Short takes: Jackson parties at the Pavilion
Tuesday, October 02, 2007
Alan Jackson
You know a performer has reached the big time when between acts a caricature mascot in his image shoots T-shirts from a guitar-shaped launcher. The silent, fuzzy Alan Jackson spoke slightly less than the real thing Sunday when one of country music's biggest stars closed the Post-Gazette Pavilion's summer concert season.
"Stoic" still describes Jackson's stage demeanor, but on this trip north of the Mason-Dixon, he seemed a little more animated than usual. Backed by his nine-piece band, The Strayhorns, Jackson tore through hits dating back to 1991's "Don't Rock the Jukebox" and showcased "A Woman's Love" and the title track to last year's "Like Red on a Rose."

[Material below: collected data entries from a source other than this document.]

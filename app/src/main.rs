#![deny(
    clippy::all,
    clippy::nursery,
    clippy::pedantic,
    clippy::style,
    clippy::complexity,
    clippy::perf,
    clippy::correctness,
    clippy::suspicious,
    clippy::unwrap_used,
    clippy::expect_used
)]
#![allow(
    clippy::similar_names,
    clippy::missing_safety_doc,
    clippy::missing_panics_doc,
    clippy::missing_errors_doc
)]

use clap::{Parser, Subcommand};
use tracing_subscriber::{EnvFilter, FmtSubscriber};

mod command;

use command::{
    CommandStrategy, InfoStrategy, InitStrategy, LookupInput, LookupStrategy, RunInput,
    RunStrategy, VersionStrategy,
};

#[derive(Parser)]
#[command(name = "mtgcall")]
#[command(about = "Answers [[card name]] calls on Lemmy with Scryfall links", long_about = None)]
struct Cli {
    /// Enable debug logging (RUST_LOG takes precedence)
    #[arg(short, long, global = true)]
    verbose: bool,

    #[command(subcommand)]
    command: Commands,
}

#[derive(Subcommand)]
enum Commands {
    /// Run the Lemmy bot
    Run {
        /// Instance to connect to (overrides config)
        #[arg(short = 'i', long)]
        instance: Option<String>,

        /// Community to watch, repeatable (overrides config)
        #[arg(short = 'c', long = "community")]
        communities: Vec<String>,
    },
    /// Answer a single message and print the reply
    Lookup {
        /// Message text, e.g. "Is [[Lightning Bolt]] still good?"
        #[arg(required = true)]
        text: Vec<String>,
    },
    /// Initialize configuration
    Init,
    /// Show configuration
    Info,
    /// Show version
    Version,
}

#[tokio::main]
async fn main() -> anyhow::Result<()> {
    dotenvy::dotenv().ok();
    let cli = Cli::parse();

    let default_level = if cli.verbose { "debug" } else { "info" };
    let filter =
        EnvFilter::try_from_default_env().unwrap_or_else(|_| EnvFilter::new(default_level));
    let subscriber = FmtSubscriber::builder().with_env_filter(filter).finish();

    tracing::subscriber::set_global_default(subscriber)?;

    match cli.command {
        Commands::Run {
            instance,
            communities,
        } => {
            RunStrategy
                .execute(RunInput {
                    instance,
                    communities,
                })
                .await
        }
        Commands::Lookup { text } => {
            LookupStrategy
                .execute(LookupInput {
                    text: text.join(" "),
                })
                .await
        }
        Commands::Init => InitStrategy.execute(()).await,
        Commands::Info => InfoStrategy.execute(()).await,
        Commands::Version => VersionStrategy.execute(()).await,
    }
}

Early on a crisp evening, Jackson promised, in a sloppy drawl, to just play the songs "and let you all do whatever it is you want down there." The party atmosphere sizzled under the pavilion whenever the one-hour-plus set settled into familiar up-tempo boot-stompers like "Gone Country," "Little Bitty," "Summertime Blues," "It's Five O'Clock Somewhere," "Mercury Blues" and "Chattahoochee."
Hours after the first Steelers loss of the season, Jackson ad-libbed a chorus of the old Kendall's hit "Pittsburgh Stealers." And even the drunk women in the front rows stopped dirty dancing and just swayed when the lights lowered for his somber 9/11 tribute, "Where Were You When the World Stopped Turning."
Two hot bodies from the Hot Country play list opened the show. "American Idol" veteran Kellie Pickler sang from her "Small Town Girl" debut. She premiered a cute new song co-written with Taylor Swift, "The Best Days of Your Life," and posed like she must have as a girl in front of her bedroom mirror while knocking off classic country covers. Jason Michael Carroll, said one woman under the pavilion, was "H-O double T" as he brushed his long blond hair from his eyes and crooned in a deep baritone his self-written hit from this year's debut CD, "Alyssa Lies."